Nicholas Osborne and Richard Sharpe on Moldy homes, ventilation, inflammation and immune health

This is a guest post from Nicholas Osborne from the University of Exeter Medical School.  I saw a paper of his that seemed very relevant to “Indoor fungal diversity and asthma: A meta-analysis and systematic review of risk factors.” (by Sharpe RA, Bearman N, Thornton CR, Husk K1, Osborne NJ).  And so I wrote to him and told him about microBEnet and asked if he would be interested in writing a guest post.  And thankfuly he said yes and wrote this post below which was coauthored with Richard Sharpe a PhD student at Exeter.

Moldy homes, ventilation, inflammation and immune health

The modern energy efficiency mantra dictates that we build new homes to increasingly stringent regulations. We insulate our houses with new materials and retrofit old housing stock to match, sealing every last crack. With undeniable benefits for heating bills and CO2 emissions, what about the impact on the indoor environment?

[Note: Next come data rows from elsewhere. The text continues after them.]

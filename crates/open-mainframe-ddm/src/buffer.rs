//! Growable message buffer with an explicit write cursor.
//!
//! Unlike `BytesMut::put_*`, the cursor here can be moved backwards so that
//! length fields written as placeholders can be patched once the extent of a
//! DSS or DDM object is known. Offsets stay valid across growth because the
//! writer only ever stores integer positions.

use bytes::BytesMut;

/// Default buffer size: one full DSS.
pub const DEFAULT_BUFFER_SIZE: usize = 32767;

/// Byte order of PDU data fields, negotiated through TYPDEFNAM.
#[derive(Debug, Clone, Copy, PartialEq, Eq, Default)]
pub enum ByteOrder {
    /// Network order; used for every DDM length, code point and header field.
    #[default]
    BigEndian,
    /// Intel order, requested with `QTDSQLX86`.
    LittleEndian,
}

impl ByteOrder {
    /// Byte order implied by a TYPDEFNAM value. Unknown names keep network order.
    pub fn from_typdefnam(typdefnam: &str) -> Self {
        match typdefnam.trim() {
            "QTDSQLX86" => ByteOrder::LittleEndian,
            _ => ByteOrder::BigEndian,
        }
    }
}

/// Contiguous byte region with a movable cursor.
///
/// The capacity is the length of the backing region; bytes between the
/// cursor and the capacity are garbage and get overwritten.
#[derive(Debug, Clone)]
pub struct MessageBuffer {
    data: BytesMut,
    position: usize,
}

impl Default for MessageBuffer {
    fn default() -> Self {
        Self::new()
    }
}

impl MessageBuffer {
    /// Create a buffer with [`DEFAULT_BUFFER_SIZE`] capacity.
    pub fn new() -> Self {
        Self::with_capacity(DEFAULT_BUFFER_SIZE)
    }

    /// Create a buffer with the given initial capacity.
    pub fn with_capacity(capacity: usize) -> Self {
        Self {
            data: BytesMut::zeroed(capacity.max(1)),
            position: 0,
        }
    }

    pub fn capacity(&self) -> usize {
        self.data.len()
    }

    pub fn position(&self) -> usize {
        self.position
    }

    /// Move the cursor to an absolute offset.
    pub fn set_position(&mut self, position: usize) {
        debug_assert!(position <= self.capacity(), "cursor beyond capacity");
        self.position = position.min(self.capacity());
    }

    /// Bytes available between the cursor and the capacity.
    pub fn remaining(&self) -> usize {
        self.capacity() - self.position
    }

    /// Make room for `extra` bytes past the cursor, growing to at least double
    /// the current capacity. Contents and cursor are preserved.
    pub fn ensure_capacity(&mut self, extra: usize) {
        if self.remaining() >= extra {
            return;
        }
        let new_capacity = (self.capacity() * 2).max(self.position + extra);
        tracing::trace!(
            from = self.capacity(),
            to = new_capacity,
            "Expanding message buffer"
        );
        self.data.resize(new_capacity, 0);
    }

    /// Logical truncation: move the cursor back to `offset`.
    pub fn truncate_to(&mut self, offset: usize) {
        debug_assert!(offset <= self.position, "truncate past the cursor");
        self.set_position(offset);
    }

    /// Drop all content.
    pub fn clear(&mut self) {
        self.position = 0;
    }

    /// Written bytes, `0..position`.
    pub fn as_slice(&self) -> &[u8] {
        &self.data[..self.position]
    }

    /// Copy of the bytes from `offset` to the cursor.
    pub fn contents_from(&self, offset: usize) -> Vec<u8> {
        self.data[offset..self.position].to_vec()
    }

    pub fn put_u8(&mut self, value: u8) {
        self.ensure_capacity(1);
        self.data[self.position] = value;
        self.position += 1;
    }

    pub fn put_u16(&mut self, value: u16) {
        self.put_slice(&value.to_be_bytes());
    }

    pub fn put_u32(&mut self, value: u32) {
        self.put_slice(&value.to_be_bytes());
    }

    pub fn put_u64(&mut self, value: u64) {
        self.put_slice(&value.to_be_bytes());
    }

    pub fn put_u16_ordered(&mut self, value: u16, order: ByteOrder) {
        match order {
            ByteOrder::BigEndian => self.put_slice(&value.to_be_bytes()),
            ByteOrder::LittleEndian => self.put_slice(&value.to_le_bytes()),
        }
    }

    pub fn put_u32_ordered(&mut self, value: u32, order: ByteOrder) {
        match order {
            ByteOrder::BigEndian => self.put_slice(&value.to_be_bytes()),
            ByteOrder::LittleEndian => self.put_slice(&value.to_le_bytes()),
        }
    }

    pub fn put_u64_ordered(&mut self, value: u64, order: ByteOrder) {
        match order {
            ByteOrder::BigEndian => self.put_slice(&value.to_be_bytes()),
            ByteOrder::LittleEndian => self.put_slice(&value.to_le_bytes()),
        }
    }

    /// Append `src` at the cursor.
    pub fn put_slice(&mut self, src: &[u8]) {
        self.ensure_capacity(src.len());
        let end = self.position + src.len();
        self.data[self.position..end].copy_from_slice(src);
        self.position = end;
    }

    /// Append `len` copies of `value`.
    pub fn fill(&mut self, value: u8, len: usize) {
        self.ensure_capacity(len);
        let end = self.position + len;
        self.data[self.position..end].fill(value);
        self.position = end;
    }

    /// Overwrite a 2-byte big-endian field behind the cursor.
    pub fn put_u16_at(&mut self, offset: usize, value: u16) {
        self.data[offset..offset + 2].copy_from_slice(&value.to_be_bytes());
    }

    pub fn get_u16_at(&self, offset: usize) -> u16 {
        u16::from_be_bytes([self.data[offset], self.data[offset + 1]])
    }

    pub fn put_u8_at(&mut self, offset: usize, value: u8) {
        self.data[offset] = value;
    }

    pub fn get_u8_at(&self, offset: usize) -> u8 {
        self.data[offset]
    }

    /// OR `mask` into the byte at `offset`.
    pub fn or_u8_at(&mut self, offset: usize, mask: u8) {
        self.data[offset] |= mask;
    }

    /// Move `len` bytes starting at `src` to `dest` in one overlapping-safe
    /// block copy. Does not move the cursor.
    pub fn copy_within(&mut self, src: usize, len: usize, dest: usize) {
        self.data.copy_within(src..src + len, dest);
    }

    /// Open a gap of `count` bytes at `from` by shifting `from..position`
    /// right; the cursor advances by `count`.
    pub fn shift_right(&mut self, from: usize, count: usize) {
        self.ensure_capacity(count);
        let len = self.position - from;
        self.copy_within(from, len, from + count);
        self.position += count;
    }

    /// Writable region of up to `max` bytes at the cursor, for reading a
    /// stream straight into the buffer. Follow with [`advance`](Self::advance).
    pub fn spare_mut(&mut self, max: usize) -> &mut [u8] {
        self.ensure_capacity(max);
        let start = self.position;
        &mut self.data[start..start + max]
    }

    /// Move the cursor forward over bytes filled through [`spare_mut`](Self::spare_mut).
    pub fn advance(&mut self, count: usize) {
        self.set_position(self.position + count);
    }
}
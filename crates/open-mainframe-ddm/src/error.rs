//! DDM/DRDA error types.

use thiserror::Error;

/// Errors that can occur while reading, writing or driving DRDA traffic.
#[derive(Error, Debug)]
pub enum DrdaError {
    /// I/O error on the TCP connection outside of a flush or stream.
    #[error("I/O error: {0}")]
    Io(#[from] std::io::Error),

    /// A write to the peer failed while flushing replies or streaming data.
    /// Always fatal for the connection.
    #[error("Communications failure in {context}: {source}")]
    CommunicationsFailure {
        /// Operation that was in progress.
        context: &'static str,
        /// Underlying I/O error.
        #[source]
        source: std::io::Error,
    },

    /// Malformed inbound DSS or DDM structure (reported back as SYNTAXRM).
    #[error("DDM syntax error 0x{code:02X}{}", code_point_suffix(.code_point))]
    Syntax {
        /// SYNERRCD value.
        code: u8,
        /// Code point being parsed, when known.
        code_point: Option<u16>,
    },

    /// Invalid DDM object received.
    #[error("Invalid DDM object: {0}")]
    InvalidDdm(String),

    /// Packed decimal conversion failed.
    #[error("Decimal conversion failed ({sqlstate}): {message}")]
    Decimal {
        /// SQLSTATE describing the failure.
        sqlstate: &'static str,
        /// Human-readable message.
        message: String,
    },

    /// Configuration could not be loaded.
    #[error("Configuration error: {0}")]
    Config(String),

    /// A command failed after part of its reply had already been sent, so
    /// no error reply can replace it.
    #[error("Reply to command 0x{code_point:04X} aborted: {reason}")]
    ReplyAborted {
        /// Command being answered.
        code_point: u16,
        /// What went wrong.
        reason: String,
    },

    /// Connection closed by client.
    #[error("Connection closed")]
    ConnectionClosed,
}

impl DrdaError {
    /// Build a syntax error without an associated code point.
    pub fn syntax(code: u8) -> Self {
        DrdaError::Syntax {
            code,
            code_point: None,
        }
    }

    /// Whether the error ends the connection without any further reply.
    pub fn is_fatal(&self) -> bool {
        matches!(
            self,
            DrdaError::Io(_)
                | DrdaError::CommunicationsFailure { .. }
                | DrdaError::ReplyAborted { .. }
                | DrdaError::ConnectionClosed
        )
    }
}

fn code_point_suffix(code_point: &Option<u16>) -> String {
    code_point
        .map(|cp| format!(" at code point 0x{cp:04X}"))
        .unwrap_or_default()
}

/// Result type for DRDA operations.
pub type DrdaResult<T> = Result<T, DrdaError>;

/// Failures reported by a command handler while building a reply.
///
/// The driver discards whatever the handler wrote and replaces it with a
/// standard error reply; the connection stays usable.
#[derive(Error, Debug)]
pub enum CommandError {
    /// The SQL engine rejected the request.
    #[error("SQL error {sqlcode} ({sqlstate}): {message}")]
    Sql {
        /// SQLCODE reported in the SQLCARD.
        sqlcode: i32,
        /// Five-character SQLSTATE.
        sqlstate: String,
        /// Message text for SQLERRMSG.
        message: String,
        /// Severity code for the SQLERRRM reply.
        svrcod: u16,
    },

    /// The command code point is not implemented by this server.
    #[error("Command 0x{0:04X} not supported")]
    NotSupported(u16),

    /// A protocol-level failure; fatal errors propagate, syntax errors are
    /// answered with SYNTAXRM.
    #[error(transparent)]
    Protocol(#[from] DrdaError),
}

impl CommandError {
    /// Build an SQL error with error severity.
    pub fn sql(sqlcode: i32, sqlstate: &str, message: impl Into<String>) -> Self {
        CommandError::Sql {
            sqlcode,
            sqlstate: sqlstate.to_string(),
            message: message.into(),
            svrcod: crate::code_points::SVRCOD_ERROR,
        }
    }
}

#[cfg(test)]
mod tests {
    use super::*;

    #[test]
    fn syntax_error_display_includes_code_point() {
        let err = DrdaError::Syntax {
            code: 0x0C,
            code_point: Some(0x146C),
        };
        assert_eq!(err.to_string(), "DDM syntax error 0x0C at code point 0x146C");
        assert_eq!(DrdaError::syntax(0x01).to_string(), "DDM syntax error 0x01");
    }

    #[test]
    fn fatal_classification() {
        assert!(DrdaError::ConnectionClosed.is_fatal());
        assert!(DrdaError::CommunicationsFailure {
            context: "flush",
            source: std::io::Error::from(std::io::ErrorKind::BrokenPipe),
        }
        .is_fatal());
        assert!(!DrdaError::syntax(0x03).is_fatal());
    }
}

Internal housing conditions provide an important contribution to good health and wellbeing, and the state of our indoor environments is influenced by a number of factors. Heating, insulation, ventilation and people’s behaviours, along with the type, orientation and geographic location of a property, all work to affect indoor air quality.

Over recent years we’ve witnessed a rise in allergic diseases that can’t be explained by factors such as genetic changes alone. With one in three people suffering from allergies in industrialised countries, there has been an increasing focus on indoor air quality to explain this rise – and a robust body of evidence now suggests that rates of allergic and respiratory disease are linked to poor indoor housing conditions.

This is especially important when considering the amount of time people spend indoors, particularly in vulnerable groups such as the elderly or very young. In the UK the average amount of our time we spend inside is 85%; in the US it’s 90%.

There’s a clear need for high quality research in this area and, at the University of Exeter Medical School’s European Centre for Environment & Human Health, we’ve just published findings that show damp and specific types of mould can pose a significant health risk to people with asthma.

We critically reviewed the findings from 17 studies in eight different countries and found that the presence of several types of mould – among them Aspergillus and the antibiotic-producing Penicillium – can lead to breathing problems in asthma sufferers, worsening their symptoms significantly. It also looks as though mould may actually help to trigger the development of asthma — but research in this area is still in its infancy.

With over 10 varieties found in a typical home, most people may not be aware that moulds are absolutely abundant in our outdoor and indoor environments. If you have a house or flat that suffers from damp, you’re more likely to have more mould.

So what about the causes of damp? The structural integrity and architectural design of a (typically old) building can often lead to water making its way inside. Leaky air-conditioning systems that don’t have overflows correctly installed, or poorly installed and maintained mechanical ventilation systems, can also introduce moisture. A lack of ventilation and heating can then increase the indoor humidity, with this moisture ultimately condensing on cold surfaces and promoting the growth of mould.

Increased household energy efficiency can lead to a number of health benefits and help make a property more affordable to heat. However, efforts to prevent heat loss by reducing ventilation have led to undesired consequences for indoor air quality – increasing indoor dampness and the risk of fungal contamination, which currently affects around 16% of European dwellings. It is also thought that US housing stock suffer from different dampness-related problems compared to European properties, which is yet to be fully explored.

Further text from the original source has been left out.